TASK OBJECTIVE: Go through the records and copy each line where the word "account" occurs.

□ □ □

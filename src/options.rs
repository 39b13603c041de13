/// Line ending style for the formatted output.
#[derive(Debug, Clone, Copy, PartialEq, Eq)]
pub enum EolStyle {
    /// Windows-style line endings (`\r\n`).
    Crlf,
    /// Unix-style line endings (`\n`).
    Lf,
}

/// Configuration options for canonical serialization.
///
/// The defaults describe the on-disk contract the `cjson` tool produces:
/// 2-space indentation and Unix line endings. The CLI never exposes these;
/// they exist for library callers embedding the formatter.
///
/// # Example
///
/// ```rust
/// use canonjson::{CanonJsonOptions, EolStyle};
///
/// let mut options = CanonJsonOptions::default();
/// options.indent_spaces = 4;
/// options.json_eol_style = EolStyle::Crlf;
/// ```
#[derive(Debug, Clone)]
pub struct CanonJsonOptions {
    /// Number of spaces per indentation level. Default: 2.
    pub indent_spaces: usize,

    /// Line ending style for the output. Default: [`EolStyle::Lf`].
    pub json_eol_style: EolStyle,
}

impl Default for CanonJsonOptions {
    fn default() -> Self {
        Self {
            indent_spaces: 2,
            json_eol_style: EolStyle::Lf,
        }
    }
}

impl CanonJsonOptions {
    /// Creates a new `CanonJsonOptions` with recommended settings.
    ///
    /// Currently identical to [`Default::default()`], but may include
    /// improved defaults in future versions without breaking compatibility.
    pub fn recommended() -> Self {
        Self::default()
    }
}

□ □ □

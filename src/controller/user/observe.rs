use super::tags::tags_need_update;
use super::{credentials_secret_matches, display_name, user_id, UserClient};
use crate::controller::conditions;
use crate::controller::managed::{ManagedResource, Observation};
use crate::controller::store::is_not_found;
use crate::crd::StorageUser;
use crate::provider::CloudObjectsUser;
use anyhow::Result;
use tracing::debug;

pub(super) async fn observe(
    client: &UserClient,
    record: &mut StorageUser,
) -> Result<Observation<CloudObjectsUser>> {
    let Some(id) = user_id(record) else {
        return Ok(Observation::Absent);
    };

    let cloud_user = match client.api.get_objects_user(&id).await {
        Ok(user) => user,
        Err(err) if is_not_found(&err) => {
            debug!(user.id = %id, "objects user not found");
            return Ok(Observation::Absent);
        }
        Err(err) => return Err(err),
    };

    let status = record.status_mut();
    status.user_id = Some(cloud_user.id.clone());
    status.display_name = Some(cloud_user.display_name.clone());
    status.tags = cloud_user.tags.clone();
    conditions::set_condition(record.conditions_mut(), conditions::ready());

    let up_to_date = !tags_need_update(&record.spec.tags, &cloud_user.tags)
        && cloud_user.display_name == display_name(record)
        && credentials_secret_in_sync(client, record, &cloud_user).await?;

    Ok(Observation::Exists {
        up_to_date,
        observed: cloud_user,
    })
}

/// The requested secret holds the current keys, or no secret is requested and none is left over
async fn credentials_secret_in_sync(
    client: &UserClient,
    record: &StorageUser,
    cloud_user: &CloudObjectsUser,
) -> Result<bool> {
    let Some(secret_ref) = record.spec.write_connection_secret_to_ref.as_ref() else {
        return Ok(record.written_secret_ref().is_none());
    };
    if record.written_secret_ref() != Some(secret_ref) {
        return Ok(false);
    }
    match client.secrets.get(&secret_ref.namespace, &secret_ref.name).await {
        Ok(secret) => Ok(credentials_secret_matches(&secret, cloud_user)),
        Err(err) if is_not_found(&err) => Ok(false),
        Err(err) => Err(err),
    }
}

□ □ □

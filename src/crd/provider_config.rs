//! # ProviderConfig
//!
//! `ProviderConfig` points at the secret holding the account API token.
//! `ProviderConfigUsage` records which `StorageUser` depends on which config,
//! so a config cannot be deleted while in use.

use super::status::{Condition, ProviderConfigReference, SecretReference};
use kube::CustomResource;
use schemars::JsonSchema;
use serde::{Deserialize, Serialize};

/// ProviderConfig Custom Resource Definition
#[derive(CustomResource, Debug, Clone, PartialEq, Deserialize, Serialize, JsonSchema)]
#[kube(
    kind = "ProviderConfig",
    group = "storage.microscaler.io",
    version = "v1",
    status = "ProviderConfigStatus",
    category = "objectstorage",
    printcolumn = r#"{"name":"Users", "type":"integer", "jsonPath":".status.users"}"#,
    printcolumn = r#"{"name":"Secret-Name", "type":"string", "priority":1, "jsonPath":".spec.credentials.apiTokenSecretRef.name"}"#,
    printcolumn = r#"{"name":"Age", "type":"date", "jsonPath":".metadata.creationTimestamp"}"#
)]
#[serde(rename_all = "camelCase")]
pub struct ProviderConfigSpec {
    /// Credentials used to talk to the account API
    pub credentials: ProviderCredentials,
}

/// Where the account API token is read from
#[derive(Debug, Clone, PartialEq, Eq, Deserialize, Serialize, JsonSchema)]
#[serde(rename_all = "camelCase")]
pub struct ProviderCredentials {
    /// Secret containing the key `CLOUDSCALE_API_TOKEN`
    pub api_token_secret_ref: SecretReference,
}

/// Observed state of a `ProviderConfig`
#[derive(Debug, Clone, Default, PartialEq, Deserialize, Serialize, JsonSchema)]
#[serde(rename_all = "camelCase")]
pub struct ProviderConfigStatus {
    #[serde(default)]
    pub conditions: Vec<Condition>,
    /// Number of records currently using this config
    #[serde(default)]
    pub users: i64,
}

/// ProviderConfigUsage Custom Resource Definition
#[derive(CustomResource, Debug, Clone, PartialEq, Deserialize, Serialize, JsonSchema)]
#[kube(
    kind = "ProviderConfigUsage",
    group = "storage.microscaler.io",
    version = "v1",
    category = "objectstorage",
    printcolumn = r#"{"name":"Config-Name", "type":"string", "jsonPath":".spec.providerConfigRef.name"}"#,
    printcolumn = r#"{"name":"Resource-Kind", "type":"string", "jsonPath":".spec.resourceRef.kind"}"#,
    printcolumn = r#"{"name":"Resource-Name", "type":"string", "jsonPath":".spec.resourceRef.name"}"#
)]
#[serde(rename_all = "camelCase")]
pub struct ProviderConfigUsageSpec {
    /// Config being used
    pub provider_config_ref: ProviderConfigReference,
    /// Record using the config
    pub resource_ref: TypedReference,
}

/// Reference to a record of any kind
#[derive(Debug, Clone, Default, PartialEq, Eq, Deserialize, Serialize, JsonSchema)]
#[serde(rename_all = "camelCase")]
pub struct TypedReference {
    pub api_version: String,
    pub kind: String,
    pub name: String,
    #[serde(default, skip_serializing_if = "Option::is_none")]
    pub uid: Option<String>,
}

□ □ □

ANSWER AREA:
//! `ProviderConfig` points at the secret holding the account API token.
    /// Credentials used to talk to the account API
/// Where the account API token is read from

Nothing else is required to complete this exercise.